For the listing below, work out how many lines hold the word "super" and give that number by itself.

**Data section**

......

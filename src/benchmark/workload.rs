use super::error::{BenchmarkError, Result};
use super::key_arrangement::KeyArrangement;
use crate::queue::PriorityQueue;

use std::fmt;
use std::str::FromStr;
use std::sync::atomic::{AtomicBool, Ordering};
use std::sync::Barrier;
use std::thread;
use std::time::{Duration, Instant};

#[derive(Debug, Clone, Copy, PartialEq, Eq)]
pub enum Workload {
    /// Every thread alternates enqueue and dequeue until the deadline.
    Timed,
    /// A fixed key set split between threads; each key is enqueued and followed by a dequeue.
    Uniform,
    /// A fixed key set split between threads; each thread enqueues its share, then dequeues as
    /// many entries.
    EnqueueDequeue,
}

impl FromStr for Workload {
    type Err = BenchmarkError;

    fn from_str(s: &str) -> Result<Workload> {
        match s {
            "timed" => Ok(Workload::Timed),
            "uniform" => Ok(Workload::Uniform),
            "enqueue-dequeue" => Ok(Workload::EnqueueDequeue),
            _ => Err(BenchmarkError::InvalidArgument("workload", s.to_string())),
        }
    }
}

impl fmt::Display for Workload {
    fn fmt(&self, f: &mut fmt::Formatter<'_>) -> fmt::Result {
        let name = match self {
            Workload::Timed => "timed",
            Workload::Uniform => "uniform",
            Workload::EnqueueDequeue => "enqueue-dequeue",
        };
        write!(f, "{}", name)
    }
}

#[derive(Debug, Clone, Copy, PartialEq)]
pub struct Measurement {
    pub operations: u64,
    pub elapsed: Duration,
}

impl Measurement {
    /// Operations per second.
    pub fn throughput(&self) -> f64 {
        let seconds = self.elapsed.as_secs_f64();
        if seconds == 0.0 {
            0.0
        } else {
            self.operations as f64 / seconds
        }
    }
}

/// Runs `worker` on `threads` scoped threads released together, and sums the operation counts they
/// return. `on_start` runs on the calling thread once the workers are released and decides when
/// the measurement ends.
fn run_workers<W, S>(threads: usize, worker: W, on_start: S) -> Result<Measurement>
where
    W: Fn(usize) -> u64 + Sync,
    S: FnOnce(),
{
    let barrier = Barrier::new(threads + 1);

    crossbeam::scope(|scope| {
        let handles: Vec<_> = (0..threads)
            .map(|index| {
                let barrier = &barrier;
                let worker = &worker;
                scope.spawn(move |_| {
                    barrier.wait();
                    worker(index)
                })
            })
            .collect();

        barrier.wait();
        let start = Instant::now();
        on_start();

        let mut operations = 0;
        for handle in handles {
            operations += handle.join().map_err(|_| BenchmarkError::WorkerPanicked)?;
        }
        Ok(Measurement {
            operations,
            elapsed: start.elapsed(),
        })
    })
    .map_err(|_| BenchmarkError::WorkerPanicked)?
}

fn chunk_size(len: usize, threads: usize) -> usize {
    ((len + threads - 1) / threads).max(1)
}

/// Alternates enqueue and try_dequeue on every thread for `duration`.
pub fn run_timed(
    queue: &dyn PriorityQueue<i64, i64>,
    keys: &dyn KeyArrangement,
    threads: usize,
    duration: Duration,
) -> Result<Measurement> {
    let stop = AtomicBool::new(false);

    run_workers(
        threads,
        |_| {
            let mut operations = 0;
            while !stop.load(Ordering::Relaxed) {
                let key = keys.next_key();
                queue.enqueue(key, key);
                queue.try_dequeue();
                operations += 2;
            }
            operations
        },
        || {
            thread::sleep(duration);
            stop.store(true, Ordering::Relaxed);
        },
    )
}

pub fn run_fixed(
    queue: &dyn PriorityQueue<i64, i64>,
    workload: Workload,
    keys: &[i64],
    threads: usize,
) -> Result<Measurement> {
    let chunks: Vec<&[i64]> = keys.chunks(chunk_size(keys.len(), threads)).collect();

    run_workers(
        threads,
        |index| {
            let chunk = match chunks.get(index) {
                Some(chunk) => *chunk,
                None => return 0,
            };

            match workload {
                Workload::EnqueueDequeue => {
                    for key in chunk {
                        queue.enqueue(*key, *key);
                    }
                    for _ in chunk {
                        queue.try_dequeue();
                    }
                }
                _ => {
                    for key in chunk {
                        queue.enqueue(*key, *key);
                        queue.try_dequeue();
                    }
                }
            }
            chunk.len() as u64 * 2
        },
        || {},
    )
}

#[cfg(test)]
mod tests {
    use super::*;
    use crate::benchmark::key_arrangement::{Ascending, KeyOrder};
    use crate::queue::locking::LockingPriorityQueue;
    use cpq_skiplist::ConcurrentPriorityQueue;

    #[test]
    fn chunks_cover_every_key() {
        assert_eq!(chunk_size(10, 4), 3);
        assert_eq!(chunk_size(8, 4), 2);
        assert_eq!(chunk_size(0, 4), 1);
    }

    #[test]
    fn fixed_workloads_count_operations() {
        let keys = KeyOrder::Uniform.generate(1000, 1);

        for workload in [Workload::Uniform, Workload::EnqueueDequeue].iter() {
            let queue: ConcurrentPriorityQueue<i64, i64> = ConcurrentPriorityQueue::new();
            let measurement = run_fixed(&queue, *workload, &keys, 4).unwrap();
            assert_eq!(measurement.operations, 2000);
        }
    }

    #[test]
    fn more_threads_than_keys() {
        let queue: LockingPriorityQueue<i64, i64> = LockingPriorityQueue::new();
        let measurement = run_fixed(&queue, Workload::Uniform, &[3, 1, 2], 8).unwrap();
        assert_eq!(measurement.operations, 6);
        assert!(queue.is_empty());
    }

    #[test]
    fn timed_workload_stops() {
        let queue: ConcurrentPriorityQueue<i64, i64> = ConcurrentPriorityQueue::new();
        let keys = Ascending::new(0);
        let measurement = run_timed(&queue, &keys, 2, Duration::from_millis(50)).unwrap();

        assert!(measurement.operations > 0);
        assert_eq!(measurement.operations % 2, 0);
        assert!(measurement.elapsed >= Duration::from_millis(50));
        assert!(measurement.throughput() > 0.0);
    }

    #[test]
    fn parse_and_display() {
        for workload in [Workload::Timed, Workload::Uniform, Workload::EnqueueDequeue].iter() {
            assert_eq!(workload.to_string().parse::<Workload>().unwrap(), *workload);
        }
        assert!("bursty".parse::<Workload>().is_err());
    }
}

......

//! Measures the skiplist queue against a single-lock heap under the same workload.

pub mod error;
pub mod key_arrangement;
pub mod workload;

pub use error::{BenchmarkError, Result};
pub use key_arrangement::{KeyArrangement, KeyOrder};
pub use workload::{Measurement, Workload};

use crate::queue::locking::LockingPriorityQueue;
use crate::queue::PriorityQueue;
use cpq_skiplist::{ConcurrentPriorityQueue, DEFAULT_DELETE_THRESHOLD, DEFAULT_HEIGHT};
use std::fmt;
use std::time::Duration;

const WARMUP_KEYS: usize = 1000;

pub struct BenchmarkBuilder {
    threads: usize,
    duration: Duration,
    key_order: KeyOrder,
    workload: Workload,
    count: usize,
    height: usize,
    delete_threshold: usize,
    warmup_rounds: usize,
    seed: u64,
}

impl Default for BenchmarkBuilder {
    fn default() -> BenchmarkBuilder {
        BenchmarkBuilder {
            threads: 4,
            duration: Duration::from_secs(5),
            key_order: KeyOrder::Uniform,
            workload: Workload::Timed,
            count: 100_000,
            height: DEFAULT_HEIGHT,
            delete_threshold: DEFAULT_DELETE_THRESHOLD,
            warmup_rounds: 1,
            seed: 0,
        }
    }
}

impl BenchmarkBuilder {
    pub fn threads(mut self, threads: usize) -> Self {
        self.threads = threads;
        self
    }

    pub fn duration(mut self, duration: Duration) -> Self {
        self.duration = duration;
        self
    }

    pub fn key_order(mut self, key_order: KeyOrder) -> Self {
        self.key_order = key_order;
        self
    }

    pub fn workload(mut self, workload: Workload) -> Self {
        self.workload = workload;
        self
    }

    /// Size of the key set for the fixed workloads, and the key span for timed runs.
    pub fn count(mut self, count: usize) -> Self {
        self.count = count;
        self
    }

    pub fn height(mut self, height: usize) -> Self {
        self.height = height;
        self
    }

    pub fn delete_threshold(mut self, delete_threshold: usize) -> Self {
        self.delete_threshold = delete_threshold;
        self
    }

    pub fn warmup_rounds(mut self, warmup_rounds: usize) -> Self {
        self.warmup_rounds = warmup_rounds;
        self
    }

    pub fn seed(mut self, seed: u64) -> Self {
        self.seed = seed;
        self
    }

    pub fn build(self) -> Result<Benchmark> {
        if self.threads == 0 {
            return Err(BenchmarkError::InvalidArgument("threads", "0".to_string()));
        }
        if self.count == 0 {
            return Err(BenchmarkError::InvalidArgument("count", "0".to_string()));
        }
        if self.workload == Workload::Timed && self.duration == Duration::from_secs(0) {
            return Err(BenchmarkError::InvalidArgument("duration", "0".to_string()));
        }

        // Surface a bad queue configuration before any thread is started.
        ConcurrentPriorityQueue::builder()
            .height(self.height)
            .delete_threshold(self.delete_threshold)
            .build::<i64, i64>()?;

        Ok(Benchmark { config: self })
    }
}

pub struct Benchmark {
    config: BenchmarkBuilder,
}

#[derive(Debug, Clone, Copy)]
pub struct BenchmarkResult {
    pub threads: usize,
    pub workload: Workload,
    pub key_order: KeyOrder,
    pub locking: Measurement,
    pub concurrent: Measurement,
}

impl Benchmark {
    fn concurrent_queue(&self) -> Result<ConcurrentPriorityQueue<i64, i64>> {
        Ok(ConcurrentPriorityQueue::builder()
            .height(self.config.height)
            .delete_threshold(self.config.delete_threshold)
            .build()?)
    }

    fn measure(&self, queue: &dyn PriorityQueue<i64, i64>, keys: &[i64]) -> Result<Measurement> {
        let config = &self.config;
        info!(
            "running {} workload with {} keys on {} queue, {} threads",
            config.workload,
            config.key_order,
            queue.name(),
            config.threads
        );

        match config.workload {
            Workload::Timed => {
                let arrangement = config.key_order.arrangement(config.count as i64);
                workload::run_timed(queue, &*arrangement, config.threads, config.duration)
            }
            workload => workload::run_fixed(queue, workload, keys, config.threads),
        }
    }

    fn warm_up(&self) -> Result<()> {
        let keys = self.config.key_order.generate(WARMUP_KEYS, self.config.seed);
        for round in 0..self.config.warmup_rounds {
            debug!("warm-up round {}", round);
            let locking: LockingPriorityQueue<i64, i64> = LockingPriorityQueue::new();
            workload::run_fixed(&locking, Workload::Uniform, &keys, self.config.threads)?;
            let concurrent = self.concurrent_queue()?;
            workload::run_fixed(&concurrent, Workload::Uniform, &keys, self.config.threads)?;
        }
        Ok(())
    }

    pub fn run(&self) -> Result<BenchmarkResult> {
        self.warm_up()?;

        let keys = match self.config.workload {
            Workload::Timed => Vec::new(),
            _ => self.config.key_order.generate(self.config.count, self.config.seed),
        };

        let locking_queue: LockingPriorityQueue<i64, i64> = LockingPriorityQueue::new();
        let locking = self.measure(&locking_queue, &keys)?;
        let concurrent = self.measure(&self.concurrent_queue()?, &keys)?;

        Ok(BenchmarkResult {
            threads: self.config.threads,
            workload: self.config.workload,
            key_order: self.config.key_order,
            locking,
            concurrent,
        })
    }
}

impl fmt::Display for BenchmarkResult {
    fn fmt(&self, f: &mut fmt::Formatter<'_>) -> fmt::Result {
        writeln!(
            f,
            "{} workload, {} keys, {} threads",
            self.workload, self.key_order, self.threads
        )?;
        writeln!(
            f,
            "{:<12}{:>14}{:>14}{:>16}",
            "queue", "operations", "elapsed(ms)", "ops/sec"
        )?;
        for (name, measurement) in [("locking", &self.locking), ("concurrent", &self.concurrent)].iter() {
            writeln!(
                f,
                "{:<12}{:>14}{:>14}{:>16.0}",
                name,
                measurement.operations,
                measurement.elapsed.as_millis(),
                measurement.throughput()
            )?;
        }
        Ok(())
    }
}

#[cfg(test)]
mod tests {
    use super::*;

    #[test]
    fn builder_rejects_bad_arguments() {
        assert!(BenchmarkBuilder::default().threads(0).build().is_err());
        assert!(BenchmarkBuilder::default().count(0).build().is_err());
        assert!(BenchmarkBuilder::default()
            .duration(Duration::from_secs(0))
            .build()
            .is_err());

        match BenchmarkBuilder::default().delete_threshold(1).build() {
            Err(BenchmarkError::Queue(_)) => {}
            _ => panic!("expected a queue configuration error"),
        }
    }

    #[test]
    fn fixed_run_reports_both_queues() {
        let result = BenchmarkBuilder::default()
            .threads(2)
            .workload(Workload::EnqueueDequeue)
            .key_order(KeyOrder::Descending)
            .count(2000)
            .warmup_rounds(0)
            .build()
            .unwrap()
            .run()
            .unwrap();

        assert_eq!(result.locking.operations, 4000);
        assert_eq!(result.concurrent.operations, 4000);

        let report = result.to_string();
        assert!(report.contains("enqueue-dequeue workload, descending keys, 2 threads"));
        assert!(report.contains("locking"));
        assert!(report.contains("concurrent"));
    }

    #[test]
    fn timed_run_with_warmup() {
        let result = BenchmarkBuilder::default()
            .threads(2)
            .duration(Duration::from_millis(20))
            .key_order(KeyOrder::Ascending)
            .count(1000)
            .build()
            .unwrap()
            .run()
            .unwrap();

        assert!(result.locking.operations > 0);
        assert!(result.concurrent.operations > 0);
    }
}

......

**Answer for this exercise**
4